Plantar Fasciitis is the inflammation of the plantar fascia on the sole of your feet.
The plantar fascia is a double layered fibrous tissue on the plantar (sole) side of your foot. It attaches to the calcaneus, the heel bone, and then fans forward to attach to the base of all the toes. This attachment means that the plantar fascia helps to maintain the integrity of the arch of the feet, and also functions to transmit force from the ground, as we walk, stand, or play, to the bones muscles and ligaments of the foot, ankle, lower leg, knee etc (the foot bone is connected to the shin bone after all!). And, what goes up, must come down as well, so as force is transmitted from the surfaces we walk/run/play on up the body, so too, what happens from above, affects the tissues below. As such, the causes of plantar fasciitis can be many and varied and may include knee, ankle and hip injuries or compensations above, muscle hypertonia (tight calves and hamstrings for example), as well as direct trauma (compression or over-stretching) of the plantar fascia itself – including poorly fitted shoes or repetitive injuries.
The other factor which really comes in to play with foot problems, and plantar fasciitis is included under this umbrella, is the modern ailment of jamming our very sensory feet in to sense dulling shoes. There are 26 bones in each foot, and more than 100 muscles, tendons and ligaments, and this structure of the foot is really for informing us, our body/brain, about the terrain that it is covering. Tight and immobile feet and toes contribute greatly to increased load on the plantar fascia, which in turn increases the likelihood if irritation and inflammation.
You firstly want to identify any causative factors, which could be any of the following:
- Poor lower limb and lumbo-pelvic mechanics such as flat feet, knock knees and weak glutes
- Being overweight (increases the load/strain on the plantar fascia)
- Poor footwear (unsupportive or lacking shock absorption), especially if working on feet all day.
- Tightness in the lower limb muscles, especially the calf and plantar fascia itself
- Stiffness in the ankle joint and surrounding foot joints, especially the big toe.
Effective treatment of plantar fasciitis should take all these factors in to account, but primarily, non-surgical treatment of the plantar fascia should include stretching of the calves, hamstrings and plantar fascia, the use of ice when acute, say a frozen water bottle rolled in the arch of the foot, working on balance and proprioception of the foot and ankle (try brushing your teeth while standing on one leg!) as well as massage of the plantar fascia with a massage ball/tennis ball/ golf ball and articulation of the bones of the feet and toes.
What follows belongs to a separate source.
//! Hexagonal architecture ports for the connection pool.

pub mod outbound;

pub use outbound::{BlockNodeTransport, NodeStream, TransportError};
Treatment options include:
- Manual therapy such as osteopathy, providing soft tissue massage to the lower limb, mobilising joint restrictions in the lower limb and instruction on strength and stretch measures to improve glute and core strength, flexibility in the ankle and arch integrity. They may also strap/tape the arch to assist in arch support in the short term, and to determine whether orthotics may be indicated. (Referral to a podiatrist may be required).
- Certain medications such as NSAID’s (anti-inflammatories) may assist in reducing inflammation and provide a degree of symptomatic relief. (Long term use is not recommended however, as it may only act like a band-aid, and not get to the cause of the problem)
- Assessment from a podiatrist may reveal an underlying mechanical issue that may require a supportive orthotic device, or they may provide advice on appropriate footwear.
What are some exercises tennis players and golfers can do to prevent plantar fasciitis?
Exercises with a particular focus on stretching the calf and icing the plantar fascia/arch post exercise, and in between bouts of exercise rolling the arch with the frozen lime (or water bottle).